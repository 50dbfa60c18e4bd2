/// Turns a raw observation into the normalized, fixed-shape state consumed by an estimator
///
/// ### Generics
/// - `O`: The raw observation produced by an [`Environment`](crate::env::Environment)
pub trait StateProcessor<O> {
    /// The processed state
    type State: Clone;

    fn process(&self, observation: &O) -> Self::State;
}

/// Normalizes observations by dividing every element by a fixed scale
///
/// ```
/// use deepq::processor::{Rescale, StateProcessor};
///
/// let pixels = [[[0u8, 255], [51, 102]]; 1];
/// let state = Rescale::new(255.0).process(&pixels);
/// assert_eq!(state, [[[0.0, 1.0], [0.2, 0.4]]; 1]);
/// ```
#[derive(Debug, Clone, Copy, PartialEq)]
pub struct Rescale {
    scale: f32,
}

impl Rescale {
    /// **Panics** if `scale` is not a positive, finite number
    pub fn new(scale: f32) -> Self {
        assert!(
            scale.is_finite() && scale > 0.0,
            "Rescale factor must be positive and finite, got {scale}"
        );
        Self { scale }
    }

    /// Scale 8-bit pixel intensities into `[0, 1]`
    pub fn pixels() -> Self {
        Self::new(u8::MAX as f32)
    }
}

impl<const C: usize, const H: usize, const W: usize> StateProcessor<[[[u8; W]; H]; C]> for Rescale {
    type State = [[[f32; W]; H]; C];

    fn process(&self, observation: &[[[u8; W]; H]; C]) -> Self::State {
        observation.map(|plane| plane.map(|row| row.map(|x| x as f32 / self.scale)))
    }
}

impl<const N: usize> StateProcessor<[f32; N]> for Rescale {
    type State = [f32; N];

    fn process(&self, observation: &[f32; N]) -> Self::State {
        observation.map(|x| x / self.scale)
    }
}

#[cfg(test)]
mod tests {
    use super::*;

    #[test]
    fn rescale_grid() {
        let observation = [[[0u8, 1, 2], [2, 1, 0], [0, 0, 2]]; 1];
        let state = Rescale::new(2.0).process(&observation);
        assert_eq!(state[0][0], [0.0, 0.5, 1.0]);
        assert_eq!(state[0][2], [0.0, 0.0, 1.0]);
    }

    #[test]
    fn rescale_vector() {
        let state = Rescale::new(4.0).process(&[2.0, -8.0]);
        assert_eq!(state, [0.5, -2.0]);
    }

    #[test]
    fn rescale_pixels() {
        let state = Rescale::pixels().process(&[[[255u8]]]);
        assert_eq!(state, [[[1.0]]]);
    }

    #[test]
    #[should_panic(expected = "positive and finite")]
    fn rescale_rejects_zero() {
        Rescale::new(0.0);
    }
}
use thiserror::Error;

use crate::algo::sync::SyncError;

/// Errors raised by the estimator, the exploration policy and the agent configuration
#[derive(Debug, Clone, PartialEq, Error)]
pub enum Error {
    /// An action index outside of `0..num_actions`
    #[error("action {action} is out of range for {num_actions} actions")]
    ActionOutOfRange { action: usize, num_actions: usize },

    /// The policy was handed an empty value vector
    #[error("cannot select an action from an empty set of action values")]
    NoActions,

    #[error("epsilon must be in the interval [0, 1], got {0}")]
    InvalidEpsilon(f32),

    /// States, actions and targets of an update batch disagree in length
    #[error("batch mismatch: {states} states, {actions} actions, {targets} targets")]
    BatchMismatch {
        states: usize,
        actions: usize,
        targets: usize,
    },

    /// An update or prediction was handed a batch of zero states
    #[error("batch must contain at least one state")]
    EmptyBatch,

    #[error("invalid configuration: {0}")]
    InvalidConfig(String),

    #[error(transparent)]
    Sync(#[from] SyncError),
}

pub type Result<T, E = Error> = std::result::Result<T, E>;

-=-=-

_Task to complete_
Go through the listing above and reproduce all of it exactly.

_Answer to this task_
repository 50dbfa60c18e4bd2
/// Turns a raw observation into the normalized, fixed-shape state consumed by an estimator
///
/// ### Generics
/// - `O`: The raw observation produced by an [`Environment`](crate::env::Environment)
pub trait StateProcessor<O> {
    /// The processed state
    type State: Clone;

    fn process(&self, observation: &O) -> Self::State;
}

/// Normalizes observations by dividing every element by a fixed scale
///
/// ```
/// use deepq::processor::{Rescale, StateProcessor};
///
/// let pixels = [[[0u8, 255], [51, 102]]; 1];
/// let state = Rescale::new(255.0).process(&pixels);
/// assert_eq!(state, [[[0.0, 1.0], [0.2, 0.4]]; 1]);
/// ```
#[derive(Debug, Clone, Copy, PartialEq)]
pub struct Rescale {
    scale: f32,
}

impl Rescale {
    /// **Panics** if `scale` is not a positive, finite number
    pub fn new(scale: f32) -> Self {
        assert!(
            scale.is_finite() && scale > 0.0,
            "Rescale factor must be positive and finite, got {scale}"
        );
        Self { scale }
    }

    /// Scale 8-bit pixel intensities into `[0, 1]`
    pub fn pixels() -> Self {
        Self::new(u8::MAX as f32)
    }
}

impl<const C: usize, const H: usize, const W: usize> StateProcessor<[[[u8; W]; H]; C]> for Rescale {
    type State = [[[f32; W]; H]; C];

    fn process(&self, observation: &[[[u8; W]; H]; C]) -> Self::State {
        observation.map(|plane| plane.map(|row| row.map(|x| x as f32 / self.scale)))
    }
}

impl<const N: usize> StateProcessor<[f32; N]> for Rescale {
    type State = [f32; N];

    fn process(&self, observation: &[f32; N]) -> Self::State {
        observation.map(|x| x / self.scale)
    }
}

#[cfg(test)]
mod tests {
    use super::*;

    #[test]
    fn rescale_grid() {
        let observation = [[[0u8, 1, 2], [2, 1, 0], [0, 0, 2]]; 1];
        let state = Rescale::new(2.0).process(&observation);
        assert_eq!(state[0][0], [0.0, 0.5, 1.0]);
        assert_eq!(state[0][2], [0.0, 0.0, 1.0]);
    }

    #[test]
    fn rescale_vector() {
        let state = Rescale::new(4.0).process(&[2.0, -8.0]);
        assert_eq!(state, [0.5, -2.0]);
    }

    #[test]
    fn rescale_pixels() {
        let state = Rescale::pixels().process(&[[[255u8]]]);
        assert_eq!(state, [[[1.0]]]);
    }

    #[test]
    #[should_panic(expected = "positive and finite")]
    fn rescale_rejects_zero() {
        Rescale::new(0.0);
    }
}
use thiserror::Error;

use crate::algo::sync::SyncError;

/// Errors raised by the estimator, the exploration policy and the agent configuration
#[derive(Debug, Clone, PartialEq, Error)]
pub enum Error {
    /// An action index outside of `0..num_actions`
    #[error("action {action} is out of range for {num_actions} actions")]
    ActionOutOfRange { action: usize, num_actions: usize },

    /// The policy was handed an empty value vector
    #[error("cannot select an action from an empty set of action values")]
    NoActions,

    #[error("epsilon must be in the interval [0, 1], got {0}")]
    InvalidEpsilon(f32),

    /// States, actions and targets of an update batch disagree in length
    #[error("batch mismatch: {states} states, {actions} actions, {targets} targets")]
    BatchMismatch {
        states: usize,
        actions: usize,
        targets: usize,
    },

    /// An update or prediction was handed a batch of zero states
    #[error("batch must contain at least one state")]
    EmptyBatch,

    #[error("invalid configuration: {0}")]
    InvalidConfig(String),

    #[error(transparent)]
    Sync(#[from] SyncError),
}

pub type Result<T, E = Error> = std::result::Result<T, E>;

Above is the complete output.